Thursday, March 13, 2008

Construction Worker Killed as Wall Collapses in Brooklyn

A construction worker digging a foundation in Brooklyn was killed on Wednesday when part of a wall from the building next door collapsed on him.

The 30-year-old worker, whose name was not released, was pronounced dead at Brookdale University Hospital and Medical Center. Another worker, who was also injured in the collapse, refused treatment.

The city Buildings Department said the accident occurred about 10 a.m. when workers were digging the foundation for a commercial building at 791 Glenmore Avenue in East New York and undermined the wall next door.

The wall should have been shored up, said the buildings commissioner, Patricia J. Lancaster, who visited the site. She added that there was “evidence of shoddy work conditions” and that the department had issued a stop-work order.

“This work should not have been going on here this morning,” Ms. Lancaster said.

The site, at Shepherd Avenue, had been excavated about 8 to 9 feet deep, stretching below the ground floor of the adjacent residential building, where an extended family of seven lived in apartments.

The part of the building’s outer wall that collapsed spilled rubble into the pit, leaving a ragged hole that exposed pipes, wiring and some of the interior of an apartment: a closet, drinking glasses and an aquarium.
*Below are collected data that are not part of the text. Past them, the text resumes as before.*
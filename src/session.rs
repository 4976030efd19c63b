//! Bounded-retry acquisition of external resources with guaranteed release.
//!
//! Fetching a headline needs something external first: an HTTP response or a
//! live browser automation session. Both fail intermittently. This module
//! wraps their construction in a fixed-delay retry loop and, for resources
//! that hold remote state (browser sessions), hands them out as a [`Lease`]
//! that is released exactly once on every exit path.
//!
//! # Retry Strategy
//!
//! - Up to `max_attempts` constructions (at least one)
//! - Fixed `retry_delay` between attempts, no backoff growth
//! - Only failures classified as [`Transient`] are retried; anything else is
//!   returned immediately as [`SessionError::Fatal`]
//! - [`ResourceSession::scoped`] also retries transient failures of the work
//!   done with the resource, each time with a fresh one
//!
//! # Release
//!
//! [`ResourceSession::scoped`] releases the resource after the body finishes,
//! whether it succeeded or failed. If the whole future is dropped instead
//! (a per-source timeout firing mid-fetch), the [`Lease`] drop guard spawns
//! the release onto the runtime.

use crate::error::{SessionError, Transient};
use async_trait::async_trait;
use futures::future::BoxFuture;
use std::fmt;
use std::future::Future;
use std::ops::Deref;
use std::time::{Duration, Instant};
use tokio::time::sleep;
use tracing::{debug, error, info, instrument, warn};

/// How many times to try constructing a resource and how long to wait between
/// attempts.
#[derive(Debug, Clone, Copy, PartialEq, Eq)]
pub struct RetryPolicy {
    pub max_attempts: u32,
    pub retry_delay: Duration,
}

impl RetryPolicy {
    /// A policy with at least one attempt.
    pub fn new(max_attempts: u32, retry_delay: Duration) -> Self {
        Self {
            max_attempts: max_attempts.max(1),
            retry_delay,
        }
    }
}

impl Default for RetryPolicy {
    fn default() -> Self {
        Self::new(3, Duration::from_secs(5))
    }
}

/// An external resource that must be torn down explicitly.
#[async_trait]
pub trait Resource: Send + Sync + 'static {
    /// Tear down the resource. Called exactly once per handle.
    async fn release(self);
}

/// A leased resource. Derefs to the resource; releases it on drop if the
/// holder never called [`Lease::release`].
pub struct Lease<R: Resource> {
    inner: Option<R>,
    label: String,
}

impl<R: Resource> Lease<R> {
    pub fn new(resource: R, label: &str) -> Self {
        Self {
            inner: Some(resource),
            label: label.to_string(),
        }
    }

    /// Take the resource back out without releasing it.
    pub fn into_inner(mut self) -> R {
        match self.inner.take() {
            Some(resource) => resource,
            None => unreachable!("lease used after release"),
        }
    }

    /// Release the resource now and wait for teardown to finish.
    pub async fn release(mut self) {
        if let Some(resource) = self.inner.take() {
            debug!(resource = %self.label, "Releasing resource");
            resource.release().await;
        }
    }
}

impl<R: Resource> Deref for Lease<R> {
    type Target = R;

    fn deref(&self) -> &R {
        match self.inner.as_ref() {
            Some(resource) => resource,
            // `release` consumes the lease, so a live lease always holds one.
            None => unreachable!("lease used after release"),
        }
    }
}

impl<R: Resource> Drop for Lease<R> {
    fn drop(&mut self) {
        let Some(resource) = self.inner.take() else {
            return;
        };
        match tokio::runtime::Handle::try_current() {
            Ok(handle) => {
                warn!(resource = %self.label, "Lease dropped before release; releasing in background");
                handle.spawn(resource.release());
            }
            Err(_) => {
                error!(resource = %self.label, "Lease dropped outside a runtime; resource leaked");
            }
        }
    }
}

/// Acquires resources under a [`RetryPolicy`].
#[derive(Debug, Clone)]
pub struct ResourceSession {
    policy: RetryPolicy,
}

impl ResourceSession {
    pub fn new(policy: RetryPolicy) -> Self {
        Self { policy }
    }

    /// Construct a value with `make`, retrying transient failures.
    ///
    /// # Arguments
    ///
    /// * `label` - What is being acquired, for logs
    /// * `make` - Builds one attempt; must clean up after itself if it fails
    ///   halfway through construction
    ///
    /// # Returns
    ///
    /// The constructed value, [`SessionError::Unavailable`] once
    /// `max_attempts` transient failures have happened, or
    /// [`SessionError::Fatal`] on the first non-transient failure.
    #[instrument(level = "debug", skip_all, fields(resource = %label))]
    pub async fn acquire<R, E, F, Fut>(&self, label: &str, mut make: F) -> Result<R, SessionError<E>>
    where
        F: FnMut() -> Fut,
        Fut: Future<Output = Result<R, E>>,
        E: Transient + fmt::Display + fmt::Debug,
    {
        let total_t0 = Instant::now();
        let mut attempt = 0u32;

        loop {
            attempt += 1;
            match make().await {
                Ok(resource) => {
                    if attempt > 1 {
                        info!(
                            attempt,
                            elapsed_ms_total = total_t0.elapsed().as_millis() as u64,
                            "Acquired after retry"
                        );
                    }
                    return Ok(resource);
                }
                Err(e) if !e.is_transient() => {
                    error!(attempt, error = %e, "Acquisition failed with non-transient error");
                    return Err(SessionError::Fatal(e));
                }
                Err(e) => {
                    if attempt >= self.policy.max_attempts {
                        error!(
                            attempt,
                            max = self.policy.max_attempts,
                            elapsed_ms_total = total_t0.elapsed().as_millis() as u64,
                            error = %e,
                            "Acquisition exhausted retries"
                        );
                        return Err(SessionError::Unavailable { attempts: attempt, last: e });
                    }
                    warn!(
                        attempt,
                        max = self.policy.max_attempts,
                        delay = ?self.policy.retry_delay,
                        error = %e,
                        "Acquisition attempt failed; retrying"
                    );
                    sleep(self.policy.retry_delay).await;
                }
            }
        }
    }

    /// Acquire a resource, run `body` against it, then release it.
    ///
    /// Acquisition and body share one retry budget: a transient failure in
    /// either releases the resource, waits `retry_delay` and starts over with
    /// a fresh one. Release happens exactly once per acquired resource whether
    /// `body` succeeds, fails, or the returned future is dropped mid-flight.
    #[instrument(level = "debug", skip_all, fields(resource = %label))]
    pub async fn scoped<R, T, E, F, Fut, B>(&self, label: &str, mut make: F, mut body: B) -> Result<T, E>
    where
        R: Resource,
        F: FnMut() -> Fut,
        Fut: Future<Output = Result<R, E>>,
        E: Transient + fmt::Display + fmt::Debug + From<SessionError<E>>,
        B: for<'a> FnMut(&'a R) -> BoxFuture<'a, Result<T, E>>,
    {
        let total_t0 = Instant::now();
        let mut attempt = 0u32;

        loop {
            attempt += 1;
            let result = match make().await {
                Ok(resource) => {
                    let lease = Lease::new(resource, label);
                    let result = body(&*lease).await;
                    lease.release().await;
                    result
                }
                Err(e) => Err(e),
            };

            match result {
                Ok(value) => {
                    if attempt > 1 {
                        info!(
                            attempt,
                            elapsed_ms_total = total_t0.elapsed().as_millis() as u64,
                            "Succeeded after retry"
                        );
                    }
                    return Ok(value);
                }
                Err(e) if !e.is_transient() => return Err(e),
                Err(e) if attempt >= self.policy.max_attempts => {
                    error!(
                        attempt,
                        max = self.policy.max_attempts,
                        elapsed_ms_total = total_t0.elapsed().as_millis() as u64,
                        error = %e,
                        "Scoped run exhausted retries"
                    );
                    return Err(SessionError::Unavailable { attempts: attempt, last: e }.into());
                }
                Err(e) => {
                    warn!(
                        attempt,
                        max = self.policy.max_attempts,
                        delay = ?self.policy.retry_delay,
                        error = %e,
                        "Scoped run failed; retrying with a fresh resource"
                    );
                    sleep(self.policy.retry_delay).await;
                }
            }
        }
    }
}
The three people inside the residential building, 795 Glenmore Avenue, escaped unhurt, but they and the rest of their family were left homeless, and said the Red Cross was providing shelter. In the afternoon, the authorities pulled down the rest of the building, which is owned by William Lattarulo, who also owns the site under construction.

Before then, officials retrieved belongings, including bags of clothes, two plastic cases filled with documents, photo albums, a laptop and a portrait of one of the women who lived there.

That woman, Joan Michelle Fresse, 46, said she was in her apartment on the second floor when the wall started cracking.

“I grabbed my coat, I went to get my mother and the front door was jammed,” she said. The two women and Charles Triola, Ms. Fresse’s brother, escaped through the back door.

Another brother, Michael Delaro, 36, a medical equipment technician, said he was away from home when he learned of the accident. He said the workers started digging in the lot about a month ago. He and other family members became irate when they learned their home would be taken down, and some started crying when it happened.

“If I’m going to be homeless, he should be, too,” Mr. Delaro said, referring to the landlord.

Mr. Triola added, “They could have shored up the wall, but they didn’t because it’s a poor neighborhood.”

Ms. Lancaster said that the permits for a construction fence, a new building, and underpinning and shoring had expired earlier this month. She said that there were no violations or complaints against the owner, but that the architect, engineer and contractors faced fines and censure.

The Buildings Department said in a statement that the two workers were “reportedly” employed by Greenleaf Construction. Eight violations are being issued against the contractor, the department said. Santosh Nath, a supervisor who answered the phone at Greenleaf, referred all calls to Mr. Lattarulo, the owner of the work site and of the house next door.

Mr. Lattarulo said in a telephone call that he was sorry about the accident, which he called a “cave-in,” and that he had no further comment.

The department said it expected to issue violations against the engineer, Louis Sanchez, of Sanchez Associates. A message left at his office was not returned on Wednesday.